If you find that the reasons above are frequent culprits for lost points, take a look at some tips from Peter Li:

  • Keep your feet shoulder-width apart when you are anticipating the next shot. This should help with balance and keep you low enough to quickly adjust to where the ball goes.  Remember to position yourself so that your non-dominant leg is slightly in front of the other one when you are getting ready for a forehand smash.
  • Keep your arm at a 90-degree angle when you take the smash. This will help with control when it comes to power and ball placement.
  • Find your sweet spot. Ideally, you want to be somewhere that isn’t too close or too far from the table. For most people, this is probably about a foot behind the baseline of the table.
  • Remember to rotate your hip when smashing. As soon as you see the ball bounce on your side of the table, rotate your hip so that your body is about a 45-degree angle with the table. As the ball approaches its highest point, rotate your hip back and follow through by closing your forearm when you contact the ball. You may have to practice this a bit to find the right timing, but it will be worth it in the end!

2. Learning the Sidespin Serve
JOOLA's Peter Li Serving

A well-developed sidespin serve can give players a significant advantage during a game. There are two basic types of sidespin serves – the forehand sidespin serve and the backhand sidespin serve.

  • Forehand Sidespin Serve – First, find a comfortable stance to serve. It is extremely important that you are comfortable when you serve and that you are able to quickly get back into position for the next shot. Once you’re in position, bend your knees, extend your non-dominant leg in front of your dominant leg, and bend your body forward. After you throw the ball up, let the ball drop to around your waist level, and then graze the ball sideways. A forehand sidespin serve will set you up for a forehand smash on the backhand side of the table, so make sure you’re ready for the return shot.
  • Backhand Sidespin Serve – Similar to the forehand serve, the backhand sidespin serve also requires a comfortable starting position, but contact with the ball is made on the backhand side of the racket. After you throw the ball up, let the ball drop to just above your waistline, and then graze the ball sideways. Be sure to keep your knees bent, so that you are ready for the next shot. A backhand sidespin serve will set you up for a forehand smash on the forehand side of the table.

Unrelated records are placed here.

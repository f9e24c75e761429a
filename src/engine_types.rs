use std::error::Error;

// 篩本体（`sieve`）とベンチマークハーネス（`bench`）で共有するエラー型と進捗情報の定義。
//
// - `SieveError` は入力に起因する失敗だけを表します。
// - 偶数ビットのクリアや件数の不整合はアルゴリズムの欠陥なので、エラーではなく panic で止めます。

/// 篩が扱える最小の上限値。
pub const MIN_LIMIT: usize = 2;

/// 篩とハーネスが返すエラー。
#[derive(Debug, Clone, PartialEq, thiserror::Error)]
pub enum SieveError {
    #[error("limit must be at least 2 (got {limit})")]
    InvalidArgument { limit: usize },

    #[error("benchmark duration must be a finite, non-negative number of seconds (got {0})")]
    InvalidDuration(f64),
}

/// 篩コアの結果型。
pub type SieveResult<T> = Result<T, SieveError>;

/// 設定ファイルの読み書きやレポート出力など、外側の処理で使う結果型。
///
/// - エラーは `Send + Sync` な Box でラップされ、`SieveError` も I/O エラーも同じく `?` で伝播できます。
pub type PrimeResult<T> = Result<T, Box<dyn Error + Send + Sync>>;

/// 篩処理の進捗情報。
///
/// `PrimeSieve::run_with_progress` が因数 1 つ分の合成数を消し終えるたびに 1 回報告します。
/// - `factor` はその回に使った因数（常に奇数）。
/// - `live_count` はその時点の `count_primes()` の値で、報告をまたいで増えることはありません。
#[derive(Clone, Copy, Debug, PartialEq, Eq)]
pub struct SieveProgress {
    pub factor: usize,
    pub live_count: usize,
}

Don’t forget about the importance of hip rotation! With good hip rotation and some practice, you should be able to master the sidespin serve quickly.
3. Learning the Long Fast Serve
JOOLA's Peter Li Performing A Long Fast Serve
The long fast serve, if you’re smart about it, can be very effective. This serve is often used to force a sudden change of pace during a critical point, so with the right timing and placement, you can catch your opponent by surprise and take advantage of a weak return. Like preparing for the forehand sidespin serve, make sure to bend your knees, extend your non-dominant leg in front of your dominant leg, and bend your body forward. For a consistent long fast serve, focus on getting the first bounce within a foot of the baseline with one quick stroke. For the best results, it is recommended that you aim the serve into the opponent’s weaker side. However, regardless of where you serve, it is very important that you are ready for the follow up shot. Another thing to consider is to keep your opponent guessing on where you’re going next. Thus, make sure you mix up the placement of your serves.